All of the records below should be output exactly.

===== Listed records

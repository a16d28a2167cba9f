//! Command implementations behind the `kgflow` binary.
//!
//! Each returns the JSON the binary prints, so the same paths are driven
//! from integration tests without spawning a process.

use anyhow::{anyhow, bail, Context};
use kgflow_api::{CredentialDescriptor, ReqwestTransport, Transport};
use kgflow_core::{ConnectivityProbe, KgflowConfig, CREDENTIALS_NAME};
use kgflow_nodes::{LocalHost, NodeRegistry, ToolDefinition, ToolRunner};
use serde_json::{json, Map, Value};
use std::path::Path;
use std::sync::Arc;
use std::time::Duration;
use tracing::info;

/// Load config from `path` (or the default location) and apply env overrides.
pub fn load_config(path: Option<&Path>) -> anyhow::Result<KgflowConfig> {
    match path {
        Some(p) => {
            let mut config = KgflowConfig::load(p)?;
            config.apply_env();
            Ok(config)
        }
        None => Ok(KgflowConfig::discover()?),
    }
}

/// reqwest transport honoring the configured timeout.
pub fn transport_for(config: &KgflowConfig) -> anyhow::Result<Arc<dyn Transport>> {
    let transport = match config.timeout_secs {
        Some(secs) => ReqwestTransport::with_timeout(Duration::from_secs(secs))?,
        None => ReqwestTransport::new(),
    };
    Ok(Arc::new(transport))
}

/// `key=value`. The value is taken as JSON when it parses, else as a string.
pub fn parse_param(raw: &str) -> Result<(String, Value), String> {
    let (key, value) = raw
        .split_once('=')
        .ok_or_else(|| format!("expected key=value, got '{}'", raw))?;
    if key.is_empty() {
        return Err(format!("empty parameter name in '{}'", raw));
    }
    let value = serde_json::from_str(value).unwrap_or_else(|_| Value::String(value.to_string()));
    Ok((key.to_string(), value))
}

/// A JSON array of items, or one JSON value per line.
pub fn parse_items(text: &str) -> anyhow::Result<Vec<Value>> {
    let trimmed = text.trim();
    if trimmed.is_empty() {
        return Ok(Vec::new());
    }
    if trimmed.starts_with('[') {
        return serde_json::from_str(trimmed).context("items file is not a JSON array");
    }
    trimmed
        .lines()
        .enumerate()
        .filter(|(_, line)| !line.trim().is_empty())
        .map(|(n, line)| {
            serde_json::from_str(line).with_context(|| format!("items line {}", n + 1))
        })
        .collect()
}

pub fn list_nodes(registry: &NodeRegistry) -> Value {
    let nodes: Vec<Value> = registry
        .list()
        .into_iter()
        .filter_map(|name| registry.get(name))
        .map(|node| {
            let d = node.description();
            json!({
                "name": d.name,
                "displayName": d.display_name,
                "usableAsTool": d.usable_as_tool,
                "operations": d.operations(),
            })
        })
        .collect();
    Value::Array(nodes)
}

pub fn describe(registry: &NodeRegistry, name: &str) -> anyhow::Result<Value> {
    let node = registry.require(name)?;
    let mut out = json!({ "node": node.description() });
    if node.description().usable_as_tool {
        out["tool"] = serde_json::to_value(ToolDefinition::of(node.as_ref()))?;
    }
    if !node.description().credentials.is_empty() {
        out["credential"] = serde_json::to_value(CredentialDescriptor::default())?;
    }
    Ok(out)
}

pub struct RunOptions {
    pub node: String,
    pub operation: String,
    pub params: Vec<(String, Value)>,
    pub items: Option<Vec<Value>>,
    pub continue_on_fail: bool,
}

pub async fn run(
    registry: &NodeRegistry,
    config: &KgflowConfig,
    transport: Arc<dyn Transport>,
    opts: RunOptions,
) -> anyhow::Result<Value> {
    let mut parameters: Map<String, Value> = opts.params.into_iter().collect();
    parameters.insert("operation".into(), Value::String(opts.operation));
    let host = LocalHost::from_config(config, transport)
        .items(opts.items.unwrap_or_else(|| vec![json!({})]))
        .parameters(parameters)
        .continue_on_fail(opts.continue_on_fail);
    let records = registry.execute(&opts.node, &host).await?;
    info!(node = %opts.node, records = records.len(), "run complete");
    Ok(Value::Array(records))
}

pub async fn tool(
    registry: &NodeRegistry,
    config: &KgflowConfig,
    transport: Arc<dyn Transport>,
    name: &str,
    args: &str,
) -> anyhow::Result<Value> {
    let node = registry.require(name)?;
    let args: Value = serde_json::from_str(args).context("--args is not valid JSON")?;
    let runner = ToolRunner::from_config(config, transport);
    match runner.invoke(node.as_ref(), args).await {
        kgflow_nodes::ToolResult::Json(v) => Ok(v),
        kgflow_nodes::ToolResult::Error(e) => bail!(e),
    }
}

pub async fn check(
    config: &KgflowConfig,
    transport: Arc<dyn Transport>,
    probe: Option<ConnectivityProbe>,
) -> anyhow::Result<Value> {
    let credentials = config
        .credentials(CREDENTIALS_NAME)
        .ok_or_else(|| anyhow!("no {} credentials configured", CREDENTIALS_NAME))?;
    let descriptor = CredentialDescriptor::new(probe.unwrap_or(config.probe));
    descriptor
        .test(transport.as_ref(), credentials)
        .await
        .with_context(|| format!("{} is not reachable", credentials.base_url))?;
    Ok(json!({
        "ok": true,
        "baseUrl": credentials.base_url,
        "probe": descriptor.probe.path(),
    }))
}

#[cfg(test)]
mod tests {
    use super::*;

    #[test]
    fn params_parse_json_or_string() {
        assert_eq!(parse_param("limit=5").unwrap(), ("limit".into(), json!(5)));
        assert_eq!(parse_param("query=who is bob").unwrap().1, json!("who is bob"));
        assert_eq!(parse_param("flag=true").unwrap().1, json!(true));
        assert_eq!(parse_param("empty=").unwrap().1, json!(""));
        assert!(parse_param("novalue").is_err());
        assert!(parse_param("=x").is_err());
    }

    #[test]
    fn items_array_or_lines() {
        assert_eq!(parse_items("[{\"a\":1},{}]").unwrap().len(), 2);
        let lines = "{\"a\":1}\n\n{\"b\":2}\n";
        assert_eq!(parse_items(lines).unwrap(), vec![json!({"a": 1}), json!({"b": 2})]);
        assert!(parse_items("").unwrap().is_empty());
        assert!(parse_items("{\"a\":1}\nnope").is_err());
    }

    #[test]
    fn default_config_comes_from_discovery() {
        let discovered = KgflowConfig::discover().unwrap();
        let loaded = load_config(None).unwrap();
        assert_eq!(loaded.workflow_id, discovered.workflow_id);
        assert_eq!(loaded.timeout_secs, discovered.timeout_secs);
        assert_eq!(loaded.probe, discovered.probe);
    }

    #[test]
    fn describe_includes_tool_schema_for_tools() {
        let registry = kgflow_nodes::default_registry();
        let knowledge = describe(&registry, "graphitiKnowledgeTool").unwrap();
        assert_eq!(knowledge["tool"]["name"], "graphitiKnowledgeTool");
        assert_eq!(knowledge["credential"]["name"], "graphitiApi");
        let direct = describe(&registry, "graphiti").unwrap();
        assert!(direct.get("tool").is_none());
        assert!(describe(&registry, "nope").is_err());
    }

    #[test]
    fn nodes_listing() {
        let registry = kgflow_nodes::default_registry();
        let listed = list_nodes(&registry);
        assert_eq!(listed.as_array().unwrap().len(), 4);
        assert_eq!(listed[0]["name"], "graphiti");
        assert_eq!(listed[0]["operations"].as_array().unwrap().len(), 12);
    }
}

==========

Output for this task
repository a16d28a2167cba9f
//! Command implementations behind the `kgflow` binary.
//!
//! Each returns the JSON the binary prints, so the same paths are driven
//! from integration tests without spawning a process.

use anyhow::{anyhow, bail, Context};
use kgflow_api::{CredentialDescriptor, ReqwestTransport, Transport};
use kgflow_core::{ConnectivityProbe, KgflowConfig, CREDENTIALS_NAME};
use kgflow_nodes::{LocalHost, NodeRegistry, ToolDefinition, ToolRunner};
use serde_json::{json, Map, Value};
use std::path::Path;
use std::sync::Arc;
use std::time::Duration;
use tracing::info;

/// Load config from `path` (or the default location) and apply env overrides.
pub fn load_config(path: Option<&Path>) -> anyhow::Result<KgflowConfig> {
    match path {
        Some(p) => {
            let mut config = KgflowConfig::load(p)?;
            config.apply_env();
            Ok(config)
        }
        None => Ok(KgflowConfig::discover()?),
    }
}

/// reqwest transport honoring the configured timeout.
pub fn transport_for(config: &KgflowConfig) -> anyhow::Result<Arc<dyn Transport>> {
    let transport = match config.timeout_secs {
        Some(secs) => ReqwestTransport::with_timeout(Duration::from_secs(secs))?,
        None => ReqwestTransport::new(),
    };
    Ok(Arc::new(transport))
}

/// `key=value`. The value is taken as JSON when it parses, else as a string.
pub fn parse_param(raw: &str) -> Result<(String, Value), String> {
    let (key, value) = raw
        .split_once('=')
        .ok_or_else(|| format!("expected key=value, got '{}'", raw))?;
    if key.is_empty() {
        return Err(format!("empty parameter name in '{}'", raw));
    }
    let value = serde_json::from_str(value).unwrap_or_else(|_| Value::String(value.to_string()));
    Ok((key.to_string(), value))
}

/// A JSON array of items, or one JSON value per line.
pub fn parse_items(text: &str) -> anyhow::Result<Vec<Value>> {
    let trimmed = text.trim();
    if trimmed.is_empty() {
        return Ok(Vec::new());
    }
    if trimmed.starts_with('[') {
        return serde_json::from_str(trimmed).context("items file is not a JSON array");
    }
    trimmed
        .lines()
        .enumerate()
        .filter(|(_, line)| !line.trim().is_empty())
        .map(|(n, line)| {
            serde_json::from_str(line).with_context(|| format!("items line {}", n + 1))
        })
        .collect()
}

pub fn list_nodes(registry: &NodeRegistry) -> Value {
    let nodes: Vec<Value> = registry
        .list()
        .into_iter()
        .filter_map(|name| registry.get(name))
        .map(|node| {
            let d = node.description();
            json!({
                "name": d.name,
                "displayName": d.display_name,
                "usableAsTool": d.usable_as_tool,
                "operations": d.operations(),
            })
        })
        .collect();
    Value::Array(nodes)
}

pub fn describe(registry: &NodeRegistry, name: &str) -> anyhow::Result<Value> {
    let node = registry.require(name)?;
    let mut out = json!({ "node": node.description() });
    if node.description().usable_as_tool {
        out["tool"] = serde_json::to_value(ToolDefinition::of(node.as_ref()))?;
    }
    if !node.description().credentials.is_empty() {
        out["credential"] = serde_json::to_value(CredentialDescriptor::default())?;
    }
    Ok(out)
}

pub struct RunOptions {
    pub node: String,
    pub operation: String,
    pub params: Vec<(String, Value)>,
    pub items: Option<Vec<Value>>,
    pub continue_on_fail: bool,
}

pub async fn run(
    registry: &NodeRegistry,
    config: &KgflowConfig,
    transport: Arc<dyn Transport>,
    opts: RunOptions,
) -> anyhow::Result<Value> {
    let mut parameters: Map<String, Value> = opts.params.into_iter().collect();
    parameters.insert("operation".into(), Value::String(opts.operation));
    let host = LocalHost::from_config(config, transport)
        .items(opts.items.unwrap_or_else(|| vec![json!({})]))
        .parameters(parameters)
        .continue_on_fail(opts.continue_on_fail);
    let records = registry.execute(&opts.node, &host).await?;
    info!(node = %opts.node, records = records.len(), "run complete");
    Ok(Value::Array(records))
}

pub async fn tool(
    registry: &NodeRegistry,
    config: &KgflowConfig,
    transport: Arc<dyn Transport>,
    name: &str,
    args: &str,
) -> anyhow::Result<Value> {
    let node = registry.require(name)?;
    let args: Value = serde_json::from_str(args).context("--args is not valid JSON")?;
    let runner = ToolRunner::from_config(config, transport);
    match runner.invoke(node.as_ref(), args).await {
        kgflow_nodes::ToolResult::Json(v) => Ok(v),
        kgflow_nodes::ToolResult::Error(e) => bail!(e),
    }
}

pub async fn check(
    config: &KgflowConfig,
    transport: Arc<dyn Transport>,
    probe: Option<ConnectivityProbe>,
) -> anyhow::Result<Value> {
    let credentials = config
        .credentials(CREDENTIALS_NAME)
        .ok_or_else(|| anyhow!("no {} credentials configured", CREDENTIALS_NAME))?;
    let descriptor = CredentialDescriptor::new(probe.unwrap_or(config.probe));
    descriptor
        .test(transport.as_ref(), credentials)
        .await
        .with_context(|| format!("{} is not reachable", credentials.base_url))?;
    Ok(json!({
        "ok": true,
        "baseUrl": credentials.base_url,
        "probe": descriptor.probe.path(),
    }))
}

#[cfg(test)]
mod tests {
    use super::*;

    #[test]
    fn params_parse_json_or_string() {
        assert_eq!(parse_param("limit=5").unwrap(), ("limit".into(), json!(5)));
        assert_eq!(parse_param("query=who is bob").unwrap().1, json!("who is bob"));
        assert_eq!(parse_param("flag=true").unwrap().1, json!(true));
        assert_eq!(parse_param("empty=").unwrap().1, json!(""));
        assert!(parse_param("novalue").is_err());
        assert!(parse_param("=x").is_err());
    }

    #[test]
    fn items_array_or_lines() {
        assert_eq!(parse_items("[{\"a\":1},{}]").unwrap().len(), 2);
        let lines = "{\"a\":1}\n\n{\"b\":2}\n";
        assert_eq!(parse_items(lines).unwrap(), vec![json!({"a": 1}), json!({"b": 2})]);
        assert!(parse_items("").unwrap().is_empty());
        assert!(parse_items("{\"a\":1}\nnope").is_err());
    }

    #[test]
    fn default_config_comes_from_discovery() {
        let discovered = KgflowConfig::discover().unwrap();
        let loaded = load_config(None).unwrap();
        assert_eq!(loaded.workflow_id, discovered.workflow_id);
        assert_eq!(loaded.timeout_secs, discovered.timeout_secs);
        assert_eq!(loaded.probe, discovered.probe);
    }

    #[test]
    fn describe_includes_tool_schema_for_tools() {
        let registry = kgflow_nodes::default_registry();
        let knowledge = describe(&registry, "graphitiKnowledgeTool").unwrap();
        assert_eq!(knowledge["tool"]["name"], "graphitiKnowledgeTool");
        assert_eq!(knowledge["credential"]["name"], "graphitiApi");
        let direct = describe(&registry, "graphiti").unwrap();
        assert!(direct.get("tool").is_none());
        assert!(describe(&registry, "nope").is_err());
    }

    #[test]
    fn nodes_listing() {
        let registry = kgflow_nodes::default_registry();
        let listed = list_nodes(&registry);
        assert_eq!(listed.as_array().unwrap().len(), 4);
        assert_eq!(listed[0]["name"], "graphiti");
        assert_eq!(listed[0]["operations"].as_array().unwrap().len(), 12);
    }
}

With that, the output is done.